*Exercise prompt*.
Exactly as written, print each of the entries.
___
//! Shared application state for the Observer API server.
//!
//! [`AppState`] bundles the process-wide [`Store`], the [`Orchestrator`]
//! that load requests are handed to, and the view's [`SelectionState`].
//! REST reads go straight to the store; `WebSocket` clients follow it
//! through its watch channel.

use std::collections::BTreeMap;
use std::sync::Arc;

use jezero_acquire::{GeometryGateway, Orchestrator};
use jezero_store::{LifecycleState, SelectionState, Store};
use jezero_types::Slot;
use serde::{Deserialize, Serialize};
use tokio::sync::RwLock;
use ts_rs::TS;

/// Lightweight projection of [`LifecycleState`] without geometry.
///
/// Pushed over the `WebSocket` on every state change and served by
/// `GET /api/state/summary`.
#[derive(Debug, Clone, Default, PartialEq, Eq, Serialize, Deserialize, TS)]
#[ts(export, export_to = "bindings/")]
pub struct StateSummary {
    /// Whether a load is in flight.
    pub loading: bool,
    /// The last load error, if any.
    pub error: Option<String>,
    /// Feature count per loaded slot.
    pub slots: BTreeMap<Slot, usize>,
}

impl StateSummary {
    /// Summarise a state snapshot.
    pub fn of(state: &LifecycleState) -> Self {
        let slots = state
            .data
            .as_ref()
            .map(|data| {
                data.map
                    .loaded_slots()
                    .filter_map(|slot| data.map.get(slot).map(|c| (slot, c.len())))
                    .collect()
            })
            .unwrap_or_default();
        Self {
            loading: state.loading,
            error: state.error.clone(),
            slots,
        }
    }
}

impl From<&LifecycleState> for StateSummary {
    fn from(state: &LifecycleState) -> Self {
        Self::of(state)
    }
}

/// Shared state for the Axum application.
///
/// Wrapped in [`Arc`] and injected via Axum's `State` extractor.
#[derive(Debug, Clone)]
pub struct AppState {
    /// The process-wide state store.
    pub store: Store,
    /// Runs load episodes against the configured gateway.
    pub orchestrator: Orchestrator<GeometryGateway>,
    /// The focused feature of this view.
    pub selection: Arc<RwLock<SelectionState>>,
}

impl AppState {
    /// Create the application state around an orchestrator.
    ///
    /// The store is taken from the orchestrator so both always agree.
    pub fn new(orchestrator: Orchestrator<GeometryGateway>) -> Self {
        Self {
            store: orchestrator.store().clone(),
            orchestrator,
            selection: Arc::new(RwLock::new(SelectionState::new())),
        }
    }

    /// Summary of the current store state.
    pub fn summary(&self) -> StateSummary {
        self.store.read(StateSummary::of)
    }
}

#[cfg(test)]
mod tests {
    use jezero_store::{SuccessPayload, Transition};
    use jezero_types::{Feature, FeatureCollection, GeoDataset, Geometry};

    use super::*;

    #[test]
    fn summary_counts_loaded_slots_only() {
        let store = Store::new();
        store.dispatch(Transition::success(SuccessPayload::map(
            GeoDataset::default()
                .with(
                    Slot::PerseverancePath,
                    FeatureCollection::new(vec![
                        Feature::new(Geometry::LineString(vec![
                            vec![77.45, 18.44],
                            vec![77.46, 18.45],
                        ])),
                    ]),
                )
                .with(Slot::IngenuityCurrent, FeatureCollection::default()),
        )));
        store.dispatch(Transition::Failure("partial".to_owned()));

        let summary = StateSummary::from(&store.snapshot());
        assert_eq!(summary.error.as_deref(), Some("partial"));
        assert_eq!(
            summary.slots,
            BTreeMap::from([(Slot::PerseverancePath, 1), (Slot::IngenuityCurrent, 0)])
        );

        let json = serde_json::to_value(&summary).unwrap_or_default();
        assert_eq!(
            json.pointer("/slots/perseverancePath"),
            Some(&serde_json::json!(1))
        );
    }
}
//! Pure transition reducer.
//!
//! `reduce` is deterministic and side-effect free. All asynchronous work
//! lives in the acquisition orchestrator; the reducer only folds one
//! transition into the current state.

use jezero_types::AppData;

use crate::state::LifecycleState;
use crate::transition::{ErrorUpdate, SuccessPayload, Transition};

/// Apply one transition to a state, producing the next state.
///
/// | Transition | Effect |
/// |---|---|
/// | `Request` | `loading = true` |
/// | `Fulfill` | `loading = false` |
/// | `Failure(message)` | `error = message` |
/// | `Success(payload)` | error per [`ErrorUpdate`]; data merged slot-wise |
pub fn reduce(state: LifecycleState, transition: Transition) -> LifecycleState {
    match transition {
        Transition::Request => LifecycleState {
            loading: true,
            ..state
        },
        Transition::Fulfill => LifecycleState {
            loading: false,
            ..state
        },
        Transition::Failure(message) => LifecycleState {
            error: Some(message),
            ..state
        },
        Transition::Success(payload) => apply_success(state, *payload),
    }
}

fn apply_success(state: LifecycleState, payload: SuccessPayload) -> LifecycleState {
    let error = match payload.error {
        ErrorUpdate::Keep => state.error,
        ErrorUpdate::Clear => None,
        ErrorUpdate::Replace(message) => Some(message),
    };

    let data = match (state.data, payload.data) {
        (Some(old), Some(new)) => Some(AppData {
            map: old.map.overlay(new.map),
        }),
        (None, Some(new)) => Some(new),
        (old, None) => old,
    };

    LifecycleState {
        loading: state.loading,
        error,
        data,
    }
}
___
*Answer box*.
//! Shared application state for the Observer API server.
//!
//! [`AppState`] bundles the process-wide [`Store`], the [`Orchestrator`]
//! that load requests are handed to, and the view's [`SelectionState`].
//! REST reads go straight to the store; `WebSocket` clients follow it
//! through its watch channel.

use std::collections::BTreeMap;
use std::sync::Arc;

use jezero_acquire::{GeometryGateway, Orchestrator};
use jezero_store::{LifecycleState, SelectionState, Store};
use jezero_types::Slot;
use serde::{Deserialize, Serialize};
use tokio::sync::RwLock;
use ts_rs::TS;

/// Lightweight projection of [`LifecycleState`] without geometry.
///
/// Pushed over the `WebSocket` on every state change and served by
/// `GET /api/state/summary`.
#[derive(Debug, Clone, Default, PartialEq, Eq, Serialize, Deserialize, TS)]
#[ts(export, export_to = "bindings/")]
pub struct StateSummary {
    /// Whether a load is in flight.
    pub loading: bool,
    /// The last load error, if any.
    pub error: Option<String>,
    /// Feature count per loaded slot.
    pub slots: BTreeMap<Slot, usize>,
}

impl StateSummary {
    /// Summarise a state snapshot.
    pub fn of(state: &LifecycleState) -> Self {
        let slots = state
            .data
            .as_ref()
            .map(|data| {
                data.map
                    .loaded_slots()
                    .filter_map(|slot| data.map.get(slot).map(|c| (slot, c.len())))
                    .collect()
            })
            .unwrap_or_default();
        Self {
            loading: state.loading,
            error: state.error.clone(),
            slots,
        }
    }
}

impl From<&LifecycleState> for StateSummary {
    fn from(state: &LifecycleState) -> Self {
        Self::of(state)
    }
}

/// Shared state for the Axum application.
///
/// Wrapped in [`Arc`] and injected via Axum's `State` extractor.
#[derive(Debug, Clone)]
pub struct AppState {
    /// The process-wide state store.
    pub store: Store,
    /// Runs load episodes against the configured gateway.
    pub orchestrator: Orchestrator<GeometryGateway>,
    /// The focused feature of this view.
    pub selection: Arc<RwLock<SelectionState>>,
}

impl AppState {
    /// Create the application state around an orchestrator.
    ///
    /// The store is taken from the orchestrator so both always agree.
    pub fn new(orchestrator: Orchestrator<GeometryGateway>) -> Self {
        Self {
            store: orchestrator.store().clone(),
            orchestrator,
            selection: Arc::new(RwLock::new(SelectionState::new())),
        }
    }

    /// Summary of the current store state.
    pub fn summary(&self) -> StateSummary {
        self.store.read(StateSummary::of)
    }
}

#[cfg(test)]
mod tests {
    use jezero_store::{SuccessPayload, Transition};
    use jezero_types::{Feature, FeatureCollection, GeoDataset, Geometry};

    use super::*;

    #[test]
    fn summary_counts_loaded_slots_only() {
        let store = Store::new();
        store.dispatch(Transition::success(SuccessPayload::map(
            GeoDataset::default()
                .with(
                    Slot::PerseverancePath,
                    FeatureCollection::new(vec![
                        Feature::new(Geometry::LineString(vec![
                            vec![77.45, 18.44],
                            vec![77.46, 18.45],
                        ])),
                    ]),
                )
                .with(Slot::IngenuityCurrent, FeatureCollection::default()),
        )));
        store.dispatch(Transition::Failure("partial".to_owned()));

        let summary = StateSummary::from(&store.snapshot());
        assert_eq!(summary.error.as_deref(), Some("partial"));
        assert_eq!(
            summary.slots,
            BTreeMap::from([(Slot::PerseverancePath, 1), (Slot::IngenuityCurrent, 0)])
        );

        let json = serde_json::to_value(&summary).unwrap_or_default();
        assert_eq!(
            json.pointer("/slots/perseverancePath"),
            Some(&serde_json::json!(1))
        );
    }
}
//! Pure transition reducer.
//!
//! `reduce` is deterministic and side-effect free. All asynchronous work
//! lives in the acquisition orchestrator; the reducer only folds one
//! transition into the current state.

use jezero_types::AppData;

use crate::state::LifecycleState;
use crate::transition::{ErrorUpdate, SuccessPayload, Transition};

/// Apply one transition to a state, producing the next state.
///
/// | Transition | Effect |
/// |---|---|
/// | `Request` | `loading = true` |
/// | `Fulfill` | `loading = false` |
/// | `Failure(message)` | `error = message` |
/// | `Success(payload)` | error per [`ErrorUpdate`]; data merged slot-wise |
pub fn reduce(state: LifecycleState, transition: Transition) -> LifecycleState {
    match transition {
        Transition::Request => LifecycleState {
            loading: true,
            ..state
        },
        Transition::Fulfill => LifecycleState {
            loading: false,
            ..state
        },
        Transition::Failure(message) => LifecycleState {
            error: Some(message),
            ..state
        },
        Transition::Success(payload) => apply_success(state, *payload),
    }
}

fn apply_success(state: LifecycleState, payload: SuccessPayload) -> LifecycleState {
    let error = match payload.error {
        ErrorUpdate::Keep => state.error,
        ErrorUpdate::Clear => None,
        ErrorUpdate::Replace(message) => Some(message),
    };

    let data = match (state.data, payload.data) {
        (Some(old), Some(new)) => Some(AppData {
            map: old.map.overlay(new.map),
        }),
        (None, Some(new)) => Some(new),
        (old, None) => old,
    };

    LifecycleState {
        loading: state.loading,
        error,
        data,
    }
}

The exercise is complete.